*** DATASET RECORDS Section Begins ***

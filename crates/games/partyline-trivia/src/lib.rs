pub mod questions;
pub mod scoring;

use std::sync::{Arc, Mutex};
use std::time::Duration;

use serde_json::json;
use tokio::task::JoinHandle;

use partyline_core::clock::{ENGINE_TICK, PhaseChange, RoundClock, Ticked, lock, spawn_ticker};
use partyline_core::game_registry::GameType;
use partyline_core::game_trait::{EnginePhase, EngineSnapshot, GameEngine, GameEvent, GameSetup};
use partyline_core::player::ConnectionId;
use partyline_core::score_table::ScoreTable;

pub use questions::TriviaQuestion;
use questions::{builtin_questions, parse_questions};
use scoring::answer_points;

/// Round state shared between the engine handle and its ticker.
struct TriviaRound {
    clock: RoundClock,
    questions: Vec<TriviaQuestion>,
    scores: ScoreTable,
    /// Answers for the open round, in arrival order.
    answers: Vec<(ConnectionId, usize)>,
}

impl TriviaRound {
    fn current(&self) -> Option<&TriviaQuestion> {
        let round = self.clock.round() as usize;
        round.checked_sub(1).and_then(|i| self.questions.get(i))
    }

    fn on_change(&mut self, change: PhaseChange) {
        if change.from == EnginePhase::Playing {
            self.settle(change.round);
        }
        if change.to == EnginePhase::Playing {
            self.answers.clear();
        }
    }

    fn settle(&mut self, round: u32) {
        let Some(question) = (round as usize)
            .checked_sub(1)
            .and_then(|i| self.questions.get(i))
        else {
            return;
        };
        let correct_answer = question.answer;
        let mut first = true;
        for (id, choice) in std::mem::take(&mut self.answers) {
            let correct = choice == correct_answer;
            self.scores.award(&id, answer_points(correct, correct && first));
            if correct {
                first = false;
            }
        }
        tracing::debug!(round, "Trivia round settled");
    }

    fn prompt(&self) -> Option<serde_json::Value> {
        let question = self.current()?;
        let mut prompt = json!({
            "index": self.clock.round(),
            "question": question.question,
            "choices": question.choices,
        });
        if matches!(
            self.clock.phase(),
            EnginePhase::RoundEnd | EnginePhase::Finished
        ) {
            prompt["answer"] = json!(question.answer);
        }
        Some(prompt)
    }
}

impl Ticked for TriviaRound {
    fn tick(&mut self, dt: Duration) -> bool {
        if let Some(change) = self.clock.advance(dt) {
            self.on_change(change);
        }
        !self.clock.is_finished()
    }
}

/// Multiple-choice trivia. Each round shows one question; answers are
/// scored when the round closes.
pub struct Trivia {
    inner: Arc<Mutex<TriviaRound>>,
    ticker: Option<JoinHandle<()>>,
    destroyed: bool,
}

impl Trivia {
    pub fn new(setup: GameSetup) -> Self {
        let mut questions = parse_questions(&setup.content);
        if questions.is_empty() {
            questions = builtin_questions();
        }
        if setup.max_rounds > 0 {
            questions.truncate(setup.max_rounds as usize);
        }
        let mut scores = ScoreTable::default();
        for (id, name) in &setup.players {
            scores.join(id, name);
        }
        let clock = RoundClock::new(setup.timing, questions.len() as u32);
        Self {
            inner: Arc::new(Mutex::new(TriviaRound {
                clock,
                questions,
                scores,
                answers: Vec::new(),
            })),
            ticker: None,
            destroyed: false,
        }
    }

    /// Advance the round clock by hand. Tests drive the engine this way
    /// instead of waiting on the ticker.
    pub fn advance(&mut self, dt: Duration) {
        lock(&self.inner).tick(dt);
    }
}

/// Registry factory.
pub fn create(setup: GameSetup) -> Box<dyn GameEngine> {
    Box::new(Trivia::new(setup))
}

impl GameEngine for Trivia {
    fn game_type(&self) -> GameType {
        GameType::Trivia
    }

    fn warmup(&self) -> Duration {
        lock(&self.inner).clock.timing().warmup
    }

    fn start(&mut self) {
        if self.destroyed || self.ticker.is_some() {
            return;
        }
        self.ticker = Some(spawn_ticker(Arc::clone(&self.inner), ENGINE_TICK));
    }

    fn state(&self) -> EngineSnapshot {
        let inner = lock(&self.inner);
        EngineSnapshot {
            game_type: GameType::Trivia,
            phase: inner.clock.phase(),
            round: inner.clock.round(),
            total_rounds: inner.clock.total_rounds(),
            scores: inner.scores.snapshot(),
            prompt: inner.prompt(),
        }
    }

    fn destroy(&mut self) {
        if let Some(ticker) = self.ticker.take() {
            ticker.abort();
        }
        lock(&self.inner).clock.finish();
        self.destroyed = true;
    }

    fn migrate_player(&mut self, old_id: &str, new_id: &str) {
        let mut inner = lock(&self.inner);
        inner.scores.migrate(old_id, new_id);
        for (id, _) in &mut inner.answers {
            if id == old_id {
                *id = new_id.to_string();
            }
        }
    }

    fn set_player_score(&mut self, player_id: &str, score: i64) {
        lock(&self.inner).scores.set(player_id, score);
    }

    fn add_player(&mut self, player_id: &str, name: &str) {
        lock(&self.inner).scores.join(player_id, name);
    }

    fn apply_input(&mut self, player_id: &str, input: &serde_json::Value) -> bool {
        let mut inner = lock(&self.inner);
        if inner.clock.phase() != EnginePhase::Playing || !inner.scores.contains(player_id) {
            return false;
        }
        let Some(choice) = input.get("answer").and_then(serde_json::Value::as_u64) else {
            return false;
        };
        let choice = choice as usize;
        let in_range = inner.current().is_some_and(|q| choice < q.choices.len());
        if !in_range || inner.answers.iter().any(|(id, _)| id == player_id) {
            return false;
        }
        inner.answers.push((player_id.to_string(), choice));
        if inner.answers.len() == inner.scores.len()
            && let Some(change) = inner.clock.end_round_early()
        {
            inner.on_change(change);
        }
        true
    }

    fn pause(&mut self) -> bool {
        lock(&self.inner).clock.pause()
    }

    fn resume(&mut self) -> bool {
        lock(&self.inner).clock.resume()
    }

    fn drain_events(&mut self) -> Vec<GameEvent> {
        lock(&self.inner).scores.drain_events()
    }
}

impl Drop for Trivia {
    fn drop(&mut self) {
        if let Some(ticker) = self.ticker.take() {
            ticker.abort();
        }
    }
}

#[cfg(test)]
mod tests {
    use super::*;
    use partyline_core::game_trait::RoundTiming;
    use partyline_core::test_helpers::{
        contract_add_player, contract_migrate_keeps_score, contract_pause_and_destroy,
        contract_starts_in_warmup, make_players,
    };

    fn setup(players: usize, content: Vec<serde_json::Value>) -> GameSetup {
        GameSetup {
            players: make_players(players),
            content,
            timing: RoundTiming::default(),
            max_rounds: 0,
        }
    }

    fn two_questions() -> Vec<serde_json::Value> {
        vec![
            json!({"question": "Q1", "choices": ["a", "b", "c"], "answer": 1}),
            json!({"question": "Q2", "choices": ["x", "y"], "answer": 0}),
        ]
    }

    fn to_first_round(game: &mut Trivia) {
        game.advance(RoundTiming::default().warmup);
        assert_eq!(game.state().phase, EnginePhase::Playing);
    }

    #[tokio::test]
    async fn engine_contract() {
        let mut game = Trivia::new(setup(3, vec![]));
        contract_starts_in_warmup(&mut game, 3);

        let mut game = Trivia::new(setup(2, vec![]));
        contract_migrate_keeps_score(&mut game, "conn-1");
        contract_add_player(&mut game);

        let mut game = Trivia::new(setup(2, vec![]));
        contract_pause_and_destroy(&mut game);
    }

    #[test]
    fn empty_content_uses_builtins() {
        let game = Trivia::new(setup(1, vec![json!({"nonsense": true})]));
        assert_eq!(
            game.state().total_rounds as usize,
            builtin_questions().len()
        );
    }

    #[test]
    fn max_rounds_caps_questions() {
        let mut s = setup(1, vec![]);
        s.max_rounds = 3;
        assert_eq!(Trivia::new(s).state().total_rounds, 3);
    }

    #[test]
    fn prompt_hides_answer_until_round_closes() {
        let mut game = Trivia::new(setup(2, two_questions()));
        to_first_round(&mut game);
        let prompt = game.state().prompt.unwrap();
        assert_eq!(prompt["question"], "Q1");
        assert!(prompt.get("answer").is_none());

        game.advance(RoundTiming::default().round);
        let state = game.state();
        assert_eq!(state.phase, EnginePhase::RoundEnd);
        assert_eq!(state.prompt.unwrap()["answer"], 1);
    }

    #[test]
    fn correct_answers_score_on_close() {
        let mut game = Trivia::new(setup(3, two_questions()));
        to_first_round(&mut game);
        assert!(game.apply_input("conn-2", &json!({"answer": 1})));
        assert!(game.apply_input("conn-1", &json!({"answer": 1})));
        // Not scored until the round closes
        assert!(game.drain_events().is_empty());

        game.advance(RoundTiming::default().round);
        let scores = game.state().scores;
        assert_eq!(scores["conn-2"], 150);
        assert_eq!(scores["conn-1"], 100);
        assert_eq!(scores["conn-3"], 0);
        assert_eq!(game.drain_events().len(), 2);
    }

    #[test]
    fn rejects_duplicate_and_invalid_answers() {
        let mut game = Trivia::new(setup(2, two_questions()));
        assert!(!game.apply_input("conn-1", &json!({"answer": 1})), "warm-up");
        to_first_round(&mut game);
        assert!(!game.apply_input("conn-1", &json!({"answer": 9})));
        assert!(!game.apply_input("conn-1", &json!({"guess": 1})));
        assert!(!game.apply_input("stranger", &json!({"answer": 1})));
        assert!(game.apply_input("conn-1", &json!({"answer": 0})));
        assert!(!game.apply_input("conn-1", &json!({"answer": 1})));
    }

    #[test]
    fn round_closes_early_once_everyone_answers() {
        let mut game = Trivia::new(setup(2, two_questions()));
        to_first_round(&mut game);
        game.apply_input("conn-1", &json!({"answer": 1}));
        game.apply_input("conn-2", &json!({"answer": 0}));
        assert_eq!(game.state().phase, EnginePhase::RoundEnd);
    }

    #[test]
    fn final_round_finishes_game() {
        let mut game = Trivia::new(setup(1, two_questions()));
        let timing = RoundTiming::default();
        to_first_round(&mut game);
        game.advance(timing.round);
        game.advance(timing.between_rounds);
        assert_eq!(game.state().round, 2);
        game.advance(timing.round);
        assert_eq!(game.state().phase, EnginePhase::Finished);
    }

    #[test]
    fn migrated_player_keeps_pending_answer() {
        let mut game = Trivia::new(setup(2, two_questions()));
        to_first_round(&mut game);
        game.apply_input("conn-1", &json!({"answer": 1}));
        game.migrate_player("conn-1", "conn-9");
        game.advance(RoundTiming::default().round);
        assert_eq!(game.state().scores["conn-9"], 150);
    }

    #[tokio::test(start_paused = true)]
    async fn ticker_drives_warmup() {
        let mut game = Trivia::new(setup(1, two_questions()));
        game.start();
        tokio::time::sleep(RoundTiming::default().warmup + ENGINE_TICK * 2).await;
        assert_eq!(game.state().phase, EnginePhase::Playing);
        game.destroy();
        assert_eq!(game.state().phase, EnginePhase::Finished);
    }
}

*** DATASET RECORDS Section Ends ***

▸ WORK INSTRUCTIONS: Which lines hold the word "Option"? Copy each of them from the records.

▸ EXERCISE ANSWER:
    fn current(&self) -> Option<&TriviaQuestion> {
    fn prompt(&self) -> Option<serde_json::Value> {
    ticker: Option<JoinHandle<()>>,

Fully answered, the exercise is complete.